▶ Task prompt
Below are some records; quote exactly the lines from the one that contains "if node < self.links.size()" through the one that contains "fn notifier(&self) ->", inclusive, and no others.

▶ Entries supplied

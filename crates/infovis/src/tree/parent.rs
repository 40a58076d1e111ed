//! The `#parent` column.
//!
//! Parent links are stored as an [`IntColumn`] holding [`NIL`] for the root,
//! which always occupies row 0.
//! The tree writes them through the crate-private methods below; the table
//! only sees the read-only [`AnyColumn`] face, so links can never change
//! behind the tree's child lists.

use std::any::Any;
use std::sync::Arc;

use infovis_core::logging::targets;
use infovis_core::{ChangeNotifier, NotifyBatch};

use crate::column::{AnyColumn, IntColumn};
use crate::error::{Error, Result};
use crate::metadata::Metadata;

use super::{NIL, PARENT_COLUMN};

pub(crate) struct ParentColumn {
    links: IntColumn,
}

impl ParentColumn {
    pub(crate) fn new() -> Self {
        Self {
            links: IntColumn::from_values(PARENT_COLUMN, [NIL]),
        }
    }

    /// Parent stored for `node`; `None` for the root and unset rows.
    pub(crate) fn link(&self, node: usize) -> Option<usize> {
        self.links
            .value(node)
            .and_then(|parent| usize::try_from(parent).ok())
    }

    pub(crate) fn set_link(&self, node: usize, parent: Option<usize>) -> Result<()> {
        let encoded = parent.map_or(NIL, |parent| i32::try_from(parent).unwrap_or(NIL));
        self.links.set_extend(node, encoded)
    }

    /// Forget the link of a freed node.
    pub(crate) fn unlink(&self, node: usize) {
        if node < self.links.size() {
            if let Err(err) = self.links.set_value_undefined(node, true) {
                tracing::warn!(target: targets::TREE, node, error = %err, "stale parent link kept");
            }
        }
    }

    pub(crate) fn batch(&self) -> NotifyBatch<'_> {
        self.links.batch()
    }

    /// Drop every link but the root's.
    pub(crate) fn reset(&self) {
        let _batch = self.links.batch();
        self.links.clear();
        self.links.push(NIL);
    }

    fn read_only(&self) -> Error {
        Error::ReadOnly(PARENT_COLUMN.to_string())
    }
}

impl AnyColumn for ParentColumn {
    fn name(&self) -> &str {
        self.links.name()
    }

    fn type_name(&self) -> &'static str {
        AnyColumn::type_name(&self.links)
    }

    fn size(&self) -> usize {
        self.links.size()
    }

    fn is_numeric(&self) -> bool {
        true
    }

    fn is_managed(&self) -> bool {
        true
    }

    fn is_value_undefined(&self, index: usize) -> bool {
        self.links.is_value_undefined(index)
    }

    fn set_value_undefined(&self, _index: usize, _undefined: bool) -> Result<()> {
        Err(self.read_only())
    }

    fn value_at(&self, index: usize) -> Option<String> {
        self.links.value_at(index)
    }

    fn set_value_at(&self, _index: usize, _text: &str) -> Result<()> {
        Err(self.read_only())
    }

    fn set_value_or_null_at(&self, _index: usize, _text: &str) -> bool {
        false
    }

    fn f64_at(&self, index: usize) -> Option<f64> {
        AnyColumn::f64_at(&self.links, index)
    }

    fn min_index(&self) -> Option<usize> {
        self.links.min_index()
    }

    fn max_index(&self) -> Option<usize> {
        self.links.max_index()
    }

    fn ensure_size(&self, _size: usize) {}

    fn clear(&self) {}

    fn copy_value_from(
        &self,
        _to_index: usize,
        _other: &dyn AnyColumn,
        _from_index: usize,
    ) -> Result<()> {
        Err(self.read_only())
    }

    fn metadata(&self) -> &Metadata {
        self.links.metadata()
    }

    fn notifier(&self) -> &ChangeNotifier {
        self.links.notifier()
    }

    fn as_any(&self) -> &dyn Any {
        self
    }

    fn into_any(self: Arc<Self>) -> Arc<dyn Any + Send + Sync> {
        self
    }
}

▶ Worked solution
        if node < self.links.size() {
            if let Err(err) = self.links.set_value_undefined(node, true) {
                tracing::warn!(target: targets::TREE, node, error = %err, "stale parent link kept");
            }
        }
    }

    pub(crate) fn batch(&self) -> NotifyBatch<'_> {
        self.links.batch()
    }

    /// Drop every link but the root's.
    pub(crate) fn reset(&self) {
        let _batch = self.links.batch();
        self.links.clear();
        self.links.push(NIL);
    }

    fn read_only(&self) -> Error {
        Error::ReadOnly(PARENT_COLUMN.to_string())
    }
}

impl AnyColumn for ParentColumn {
    fn name(&self) -> &str {
        self.links.name()
    }

    fn type_name(&self) -> &'static str {
        AnyColumn::type_name(&self.links)
    }

    fn size(&self) -> usize {
        self.links.size()
    }

    fn is_numeric(&self) -> bool {
        true
    }

    fn is_managed(&self) -> bool {
        true
    }

    fn is_value_undefined(&self, index: usize) -> bool {
        self.links.is_value_undefined(index)
    }

    fn set_value_undefined(&self, _index: usize, _undefined: bool) -> Result<()> {
        Err(self.read_only())
    }

    fn value_at(&self, index: usize) -> Option<String> {
        self.links.value_at(index)
    }

    fn set_value_at(&self, _index: usize, _text: &str) -> Result<()> {
        Err(self.read_only())
    }

    fn set_value_or_null_at(&self, _index: usize, _text: &str) -> bool {
        false
    }

    fn f64_at(&self, index: usize) -> Option<f64> {
        AnyColumn::f64_at(&self.links, index)
    }

    fn min_index(&self) -> Option<usize> {
        self.links.min_index()
    }

    fn max_index(&self) -> Option<usize> {
        self.links.max_index()
    }

    fn ensure_size(&self, _size: usize) {}

    fn clear(&self) {}

    fn copy_value_from(
        &self,
        _to_index: usize,
        _other: &dyn AnyColumn,
        _from_index: usize,
    ) -> Result<()> {
        Err(self.read_only())
    }

    fn metadata(&self) -> &Metadata {
        self.links.metadata()
    }

    fn notifier(&self) -> &ChangeNotifier {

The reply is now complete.